А отыграть необходимо, потому что народу, которому было дадено его Божественное обетование, такой груз и не поднять, и не вынести. Но идти на попятный Господь не решается, ведь ясно, что если и Он не будет хозяин Своему слову, чего тогда требовать от человека?

В Пятикнижье Моисеевом Он не раз в открытую говорит, что ошибся, и для нас эти Его признания – музыка. Потому что всякий убежден, что давно пора, другого выхода нет и никогда не было, как выстроить избранный народ до последнего человека и прополоть, решительно его проредить. Каждый из левитов, верных Его, обнажив меч, должен пройти от одного конца стана к другому, и в наказание за общий грех убить своего брата, своего друга, ближнего своего.

Но и это после горы Синай карой не назовешь. Ведь ровно в то время, когда Он давал Моисею скрижали, с Собственноручно начертанными письменами Завета, Иаков отлил золотого тельца и самозабвенно вокруг него отплясывал. Ликовал, что у народа наконец есть божество, которое поведет его в Землю, текущую молоком и медом. Подобная измена не может быть прощена; простить ее не милосердие – прямое попустительство.

Так что Господь прав, когда решает, что всем этим пляшущим и скачущим нет места в Книге жизни, и говорит Моисею: “Оставь Меня. Да воспламенится гнев Мой на них, и истреблю их, и произведу многочисленный народ из тебя”. Чтобы уже с ним заключить Новый Завет.

И ясно, что Он бы исполнил приговор, если бы кроткий, мягкотелый Моисей не стал Его умолять отменить злое, говорить: “Прости им грех их. А если нет, то изгладь и меня из книги Твоей, в которую Ты вписал”. Конечно же, эти испоганенные страницы надо было вырвать, выдрать с мясом, начать всю Божественную историю заново, с чистого листа.

А семя Иакова можно было бы и не испепелять – пускай идет на все четыре стороны. Хочет обратно в Египет, к вожделенным горшкам с мясом, или дальше, как неприкаянное, бродит туда-сюда здесь, по Синаю. Мается, вспоминая манну и падающих с неба перепелов, которых было столько, что “Израиль” наконец наелся от пуза, наелся так, что на несчастных Божьих птичек и смотреть уже не мог.
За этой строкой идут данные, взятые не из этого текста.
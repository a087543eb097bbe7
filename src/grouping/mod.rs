//! Unit Grouping
//!
//! Collapses a depth-ordered, classified sample sequence into lithology
//! units: maximal runs of one label, each a half-open interval
//! `[from_depth, to_depth)`.
//!
//! ## Boundaries
//!
//! - `from_depth` is the first member's depth.
//! - `to_depth` is the next unit's first depth, so units tile the logged
//!   interval with no gaps or overlaps.
//! - The deepest unit is closed by the caller's nominal sample spacing, or
//!   by the spacing between the last two samples when none is given.
//!
//! Unsorted depth input is an error, never silently re-sorted.

use crate::error::{LithologyError, Result};
use crate::types::{ClassifiedDataset, DisplayTable, LithologyUnit};
use tracing::{debug, info};

/// Depth-run grouper
pub struct UnitGrouper;

impl UnitGrouper {
    /// Group a classified dataset.
    pub fn group(
        classified: &ClassifiedDataset<'_>,
        display: &DisplayTable,
        sample_spacing: Option<f64>,
    ) -> Result<Vec<LithologyUnit>> {
        Self::group_records(
            classified.iter().map(|(s, label)| (s.depth, label)),
            display,
            sample_spacing,
        )
    }

    /// Group raw `(depth, label)` records.
    ///
    /// # Arguments
    /// * `records` - Samples in strictly increasing depth order
    /// * `display` - Attributes attached to each unit by label
    /// * `sample_spacing` - Closes the deepest unit; defaults to the last
    ///   inter-sample spacing
    pub fn group_records<'a>(
        records: impl IntoIterator<Item = (f64, &'a str)>,
        display: &DisplayTable,
        sample_spacing: Option<f64>,
    ) -> Result<Vec<LithologyUnit>> {
        if let Some(spacing) = sample_spacing {
            if !(spacing.is_finite() && spacing > 0.0) {
                return Err(LithologyError::Validation(format!(
                    "sample spacing must be a positive number, got {spacing}"
                )));
            }
        }

        // (start depth, label) for each run, plus the last two depths seen.
        let mut runs: Vec<(f64, &str)> = Vec::new();
        let mut previous: Option<f64> = None;
        let mut last_step: Option<f64> = None;

        for (row, (depth, label)) in records.into_iter().enumerate() {
            if let Some(prev) = previous {
                if depth <= prev || !depth.is_finite() {
                    return Err(LithologyError::DataOrdering {
                        row,
                        previous: prev,
                        depth,
                    });
                }
                last_step = Some(depth - prev);
            }
            previous = Some(depth);
            if runs.last().map_or(true, |(_, l)| *l != label) {
                runs.push((depth, label));
            }
        }

        let Some(last_depth) = previous else {
            return Ok(Vec::new());
        };
        let end = match sample_spacing.or(last_step) {
            Some(step) => last_depth + step,
            None => {
                return Err(LithologyError::Validation(
                    "cannot close a single-sample interval without a sample spacing".to_string(),
                ))
            }
        };

        let mut units = Vec::with_capacity(runs.len());
        for (i, &(from, label)) in runs.iter().enumerate() {
            let to = runs.get(i + 1).map_or(end, |(next, _)| *next);
            units.push(LithologyUnit::new(from, to, label, display.resolve(label))?);
        }

        info!(units = units.len(), "Grouped samples into lithology units");
        Ok(units)
    }
}

/// Join adjacent, contiguous units that share a label.
pub fn coalesce_units(units: &[LithologyUnit]) -> Result<Vec<LithologyUnit>> {
    let mut out: Vec<LithologyUnit> = Vec::with_capacity(units.len());
    for unit in units {
        match out.last_mut() {
            Some(last)
                if last.lithology() == unit.lithology() && last.to_depth() == unit.from_depth() =>
            {
                *last = last.spanning(last.from_depth(), unit.to_depth())?;
            }
            _ => out.push(unit.clone()),
        }
    }
    Ok(out)
}

/// Extend each unit thinner than `threshold` over the units that follow it
/// while they carry the same lithology and qualifier and start where it
/// ends.
///
/// A thin unit next to a different lithology is kept as is. Labels and
/// boundaries between different lithologies never change.
pub fn merge_thin_units(units: &[LithologyUnit], threshold: f64) -> Result<Vec<LithologyUnit>> {
    if units.len() <= 1 {
        return Ok(units.to_vec());
    }

    let mut out: Vec<LithologyUnit> = Vec::with_capacity(units.len());
    let mut rest = units.iter().peekable();

    while let Some(unit) = rest.next() {
        let mut current = unit.clone();
        while current.thickness() < threshold {
            let Some(next) = rest.peek() else { break };
            if !same_lithology(&current, next) || current.to_depth() != next.from_depth() {
                break;
            }
            current = current.spanning(current.from_depth(), next.to_depth())?;
            rest.next();
        }
        out.push(current);
    }

    debug!(
        threshold,
        before = units.len(),
        after = out.len(),
        "Merged thin units"
    );
    Ok(out)
}

fn same_lithology(a: &LithologyUnit, b: &LithologyUnit) -> bool {
    a.lithology() == b.lithology() && a.display().qualifier == b.display().qualifier
}
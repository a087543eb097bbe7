//! xlsx package access: part lookup, sheet resolution and creation, and
//! rewriting the archive with replaced parts.
//!
//! Untouched parts are copied as raw compressed bytes, so everything the
//! exporter does not own (styles, drawings, other sheets, macros) survives
//! byte-for-byte.

use quick_xml::events::{BytesEnd, BytesStart, Event};
use quick_xml::{Reader, Writer};
use std::collections::{BTreeMap, HashSet};
use std::fs::{self, File};
use std::io::{Read, Write};
use std::path::{Path, PathBuf};
use zip::write::FileOptions;
use zip::{CompressionMethod, ZipArchive, ZipWriter};

pub const WORKBOOK_PART: &str = "xl/workbook.xml";
pub const WORKBOOK_RELS_PART: &str = "xl/_rels/workbook.xml.rels";
pub const CONTENT_TYPES_PART: &str = "[Content_Types].xml";

const WORKSHEET_REL_TYPE: &str =
    "http://schemas.openxmlformats.org/officeDocument/2006/relationships/worksheet";
const WORKSHEET_CONTENT_TYPE: &str =
    "application/vnd.openxmlformats-officedocument.spreadsheetml.worksheet+xml";

/// Failure reading or writing the package, before a path is attached.
#[derive(Debug)]
pub enum PackageError {
    Zip(zip::result::ZipError),
    Xml(quick_xml::Error),
    Io(std::io::Error),
    Structure(String),
}

impl std::fmt::Display for PackageError {
    fn fmt(&self, f: &mut std::fmt::Formatter<'_>) -> std::fmt::Result {
        match self {
            Self::Zip(e) => write!(f, "zip: {e}"),
            Self::Xml(e) => write!(f, "xml: {e}"),
            Self::Io(e) => write!(f, "io: {e}"),
            Self::Structure(msg) => write!(f, "{msg}"),
        }
    }
}

impl From<zip::result::ZipError> for PackageError {
    fn from(e: zip::result::ZipError) -> Self {
        Self::Zip(e)
    }
}

impl From<quick_xml::Error> for PackageError {
    fn from(e: quick_xml::Error) -> Self {
        Self::Xml(e)
    }
}

impl From<quick_xml::events::attributes::AttrError> for PackageError {
    fn from(e: quick_xml::events::attributes::AttrError) -> Self {
        Self::Xml(e.into())
    }
}

impl From<std::io::Error> for PackageError {
    fn from(e: std::io::Error) -> Self {
        Self::Io(e)
    }
}

type PkgResult<T> = std::result::Result<T, PackageError>;

// ============================================================================
// Reading
// ============================================================================

/// Open archive plus the list of its part names.
pub struct Package {
    archive: ZipArchive<File>,
    names: HashSet<String>,
}

impl Package {
    pub fn open(path: &Path) -> PkgResult<Self> {
        let archive = ZipArchive::new(File::open(path)?)?;
        let names = archive.file_names().map(str::to_string).collect();
        Ok(Self { archive, names })
    }

    pub fn contains(&self, name: &str) -> bool {
        self.names.contains(name)
    }

    pub fn read_part(&mut self, name: &str) -> PkgResult<String> {
        let mut entry = self.archive.by_name(name)?;
        let mut content = String::new();
        entry.read_to_string(&mut content)?;
        Ok(content)
    }
}

/// Parts to change in the package.
#[derive(Debug, Default)]
pub struct PackageEdits {
    pub parts: BTreeMap<String, Vec<u8>>,
}

impl PackageEdits {
    pub fn set(&mut self, name: impl Into<String>, content: impl Into<Vec<u8>>) {
        self.parts.insert(name.into(), content.into());
    }
}

fn attr(e: &BytesStart<'_>, matches: impl Fn(&[u8]) -> bool) -> PkgResult<Option<String>> {
    for a in e.attributes() {
        let a = a?;
        if matches(a.key.as_ref()) {
            return Ok(Some(a.unescape_value()?.into_owned()));
        }
    }
    Ok(None)
}

/// `<sheet>` entries of workbook.xml.
#[derive(Debug, Clone)]
pub struct SheetEntry {
    pub name: String,
    pub sheet_id: u32,
    pub rel_id: String,
}

/// Sheet list and the qualified name used for the relationship id attribute.
pub struct WorkbookSheets {
    pub sheets: Vec<SheetEntry>,
    pub rel_attr: String,
}

fn is_rel_id(key: &[u8]) -> bool {
    key.ends_with(b":id")
}

pub fn read_sheets(workbook_xml: &str) -> PkgResult<WorkbookSheets> {
    let mut reader = Reader::from_str(workbook_xml);
    let mut sheets = Vec::new();
    let mut rel_attr = None;
    loop {
        match reader.read_event()? {
            Event::Start(e) | Event::Empty(e) if e.local_name().as_ref() == b"sheet" => {
                let name = attr(&e, |k| k == b"name")?.unwrap_or_default();
                let sheet_id = attr(&e, |k| k == b"sheetId")?
                    .and_then(|s| s.parse().ok())
                    .unwrap_or(0);
                let mut rel_id = String::new();
                for a in e.attributes() {
                    let a = a?;
                    if is_rel_id(a.key.as_ref()) {
                        rel_attr.get_or_insert_with(|| {
                            String::from_utf8_lossy(a.key.as_ref()).into_owned()
                        });
                        rel_id = a.unescape_value()?.into_owned();
                    }
                }
                sheets.push(SheetEntry {
                    name,
                    sheet_id,
                    rel_id,
                });
            }
            Event::Eof => break,
            _ => {}
        }
    }
    Ok(WorkbookSheets {
        sheets,
        rel_attr: rel_attr.unwrap_or_else(|| "r:id".to_string()),
    })
}

/// Relationship id → part path inside the package.
pub fn read_relationships(rels_xml: &str) -> PkgResult<BTreeMap<String, String>> {
    let mut reader = Reader::from_str(rels_xml);
    let mut rels = BTreeMap::new();
    loop {
        match reader.read_event()? {
            Event::Start(e) | Event::Empty(e) if e.local_name().as_ref() == b"Relationship" => {
                if let (Some(id), Some(target)) =
                    (attr(&e, |k| k == b"Id")?, attr(&e, |k| k == b"Target")?)
                {
                    rels.insert(id, resolve_target(&target));
                }
            }
            Event::Eof => break,
            _ => {}
        }
    }
    Ok(rels)
}

/// Relationship targets are relative to `xl/` unless absolute.
fn resolve_target(target: &str) -> String {
    match target.strip_prefix('/') {
        Some(absolute) => absolute.to_string(),
        None => {
            let mut parts: Vec<&str> = vec!["xl"];
            for seg in target.split('/') {
                match seg {
                    ".." => {
                        parts.pop();
                    }
                    "." | "" => {}
                    s => parts.push(s),
                }
            }
            parts.join("/")
        }
    }
}

// ============================================================================
// Sheet creation
// ============================================================================

/// Parts added or rewritten to register a new worksheet.
pub struct NewSheet {
    pub part: String,
    pub workbook_xml: Vec<u8>,
    pub rels_xml: Vec<u8>,
    pub content_types_xml: Vec<u8>,
}

/// Register a new worksheet called `name` in the workbook.
pub fn add_sheet(
    package: &Package,
    name: &str,
    workbook_xml: &str,
    rels_xml: &str,
    content_types_xml: &str,
) -> PkgResult<NewSheet> {
    let sheets = read_sheets(workbook_xml)?;
    let rels = read_relationships(rels_xml)?;

    let index = (1..)
        .find(|n| !package.contains(&format!("xl/worksheets/sheet{n}.xml")))
        .unwrap_or(1);
    let part = format!("xl/worksheets/sheet{index}.xml");
    let rel_id = (1..)
        .map(|n| format!("rId{n}"))
        .find(|id| !rels.contains_key(id))
        .unwrap_or_else(|| "rIdLithology".to_string());
    let sheet_id = sheets.sheets.iter().map(|s| s.sheet_id).max().unwrap_or(0) + 1;

    let mut sheet = BytesStart::new("sheet");
    sheet.push_attribute(("name", name));
    sheet.push_attribute(("sheetId", sheet_id.to_string().as_str()));
    sheet.push_attribute((sheets.rel_attr.as_str(), rel_id.as_str()));

    let mut rel = BytesStart::new("Relationship");
    rel.push_attribute(("Id", rel_id.as_str()));
    rel.push_attribute(("Type", WORKSHEET_REL_TYPE));
    rel.push_attribute(("Target", format!("worksheets/sheet{index}.xml").as_str()));

    let mut override_ct = BytesStart::new("Override");
    override_ct.push_attribute(("PartName", format!("/{part}").as_str()));
    override_ct.push_attribute(("ContentType", WORKSHEET_CONTENT_TYPE));

    Ok(NewSheet {
        workbook_xml: append_child(workbook_xml, b"sheets", sheet)?,
        rels_xml: append_child(rels_xml, b"Relationships", rel)?,
        content_types_xml: append_child(content_types_xml, b"Types", override_ct)?,
        part,
    })
}

/// Insert `child` as the last element of the first `parent` element.
fn append_child(xml: &str, parent: &[u8], mut child: BytesStart<'_>) -> PkgResult<Vec<u8>> {
    let mut reader = Reader::from_str(xml);
    let mut writer = Writer::new(Vec::with_capacity(xml.len() + 256));
    let mut done = false;
    loop {
        match reader.read_event()? {
            Event::End(e) if !done && e.local_name().as_ref() == parent => {
                child = with_prefix(child, e.name().as_ref());
                writer.write_event(Event::Empty(child.borrow()))?;
                writer.write_event(Event::End(e))?;
                done = true;
            }
            Event::Empty(e) if !done && e.local_name().as_ref() == parent => {
                let name = String::from_utf8_lossy(e.name().as_ref()).into_owned();
                child = with_prefix(child, name.as_bytes());
                writer.write_event(Event::Start(e))?;
                writer.write_event(Event::Empty(child.borrow()))?;
                writer.write_event(Event::End(BytesEnd::new(name)))?;
                done = true;
            }
            Event::Eof => break,
            other => writer.write_event(other)?,
        }
    }
    if !done {
        return Err(PackageError::Structure(format!(
            "element <{}> not found",
            String::from_utf8_lossy(parent)
        )));
    }
    Ok(writer.into_inner())
}

/// Give `child` the namespace prefix its parent uses, if any.
fn with_prefix<'a>(child: BytesStart<'a>, parent_qname: &[u8]) -> BytesStart<'a> {
    let parent = String::from_utf8_lossy(parent_qname);
    match parent.rsplit_once(':') {
        Some((prefix, _)) => {
            let local = String::from_utf8_lossy(child.name().as_ref()).into_owned();
            let mut renamed = BytesStart::new(format!("{prefix}:{local}"));
            renamed.extend_attributes(child.attributes().flatten());
            renamed
        }
        None => child,
    }
}

// ============================================================================
// Writing
// ============================================================================

fn temp_sibling(path: &Path) -> PathBuf {
    let file_name = path
        .file_name()
        .map(|n| n.to_string_lossy().into_owned())
        .unwrap_or_else(|| "workbook.xlsx".to_string());
    path.with_file_name(format!(".{file_name}.earthworm-tmp"))
}

/// Rewrite the package at `path` with `edits` applied, via a temporary
/// sibling file renamed into place. On failure the temporary is removed and
/// `path` is left as it was.
pub fn write_package(path: &Path, edits: &PackageEdits) -> PkgResult<()> {
    let tmp = temp_sibling(path);
    let result = write_to(path, &tmp, edits).and_then(|()| Ok(fs::rename(&tmp, path)?));
    if result.is_err() {
        let _ = fs::remove_file(&tmp);
    }
    result
}

fn write_to(src: &Path, dst: &Path, edits: &PackageEdits) -> PkgResult<()> {
    let mut archive = ZipArchive::new(File::open(src)?)?;
    let mut writer = ZipWriter::new(File::create(dst)?);
    let options = FileOptions::default().compression_method(CompressionMethod::Deflated);

    let mut written: HashSet<String> = HashSet::new();
    for i in 0..archive.len() {
        let entry = archive.by_index_raw(i)?;
        let name = entry.name().to_string();
        match edits.parts.get(&name) {
            Some(content) => {
                drop(entry);
                writer.start_file(name.as_str(), options)?;
                writer.write_all(content)?;
            }
            None => writer.raw_copy_file(entry)?,
        }
        written.insert(name);
    }
    for (name, content) in &edits.parts {
        if !written.contains(name) {
            writer.start_file(name.as_str(), options)?;
            writer.write_all(content)?;
        }
    }
    writer.finish()?.sync_all()?;
    Ok(())
}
Однако Господь поддается на уговоры Моисея, прощает народ, и измена у горы Синай делается прологом многих других, в числе их и в пустыне Фаран, около Кадеса.

Вспомни: когда общество разбило там стан, Господь распорядился, чтобы Моисей послал соглядатаев, по одному от каждого колена, всего двенадцать человек, высмотреть Ханаанскую землю, которую Он обещал отдать сынам Израилевым. Как ты знаешь, Игнатий, они возвратились через сорок дней и стали говорить, что в земле, которую им обетовал Господь, подлинно течет молоко и мед, но идти туда нельзя, потому что хананеи очень сильны, избранному народу Божию с ними не совладать. Унижая Господа, посланные твердили: “Мы были в глазах наших перед ними, как саранча. Таковы же были мы и в глазах их”.

Народ, как услышал про силу хананеев, поднял вопль, что Господь готовит ему верную смерть, что все они погибнут от меча, снова захотел вернуться в Египет. И вот, Игнатий, безбожники всё это читали, читали и говорят нам: “Ведь Он ведет народ по пустыне, ведет в светлое будущее, а решительности в Нем ни на грош”.

Пораженцев, саботажников, вредителей – тонны, а Он вместо того, чтобы ликвидировать их как класс, погневается-погневается – и простит. Ясное дело, народ слаб, но и Он смотрится не лучше. Опять же Его хваленая прозорливость. Какой же Он Всевидящий и Всезнающий, где Он только разыскал это жалкое пастушечье племя, которое и вправду, как саранча? Когда вокруг было столько издревле славных народов, которые, что ни год, шли в новый поход на все четыре стороны света и, где пройдут, камня на камне не оставят. Только пометят свой путь горами отрубленных голов, чтобы все знали, что они здешние земли повоевали и ушли с победой.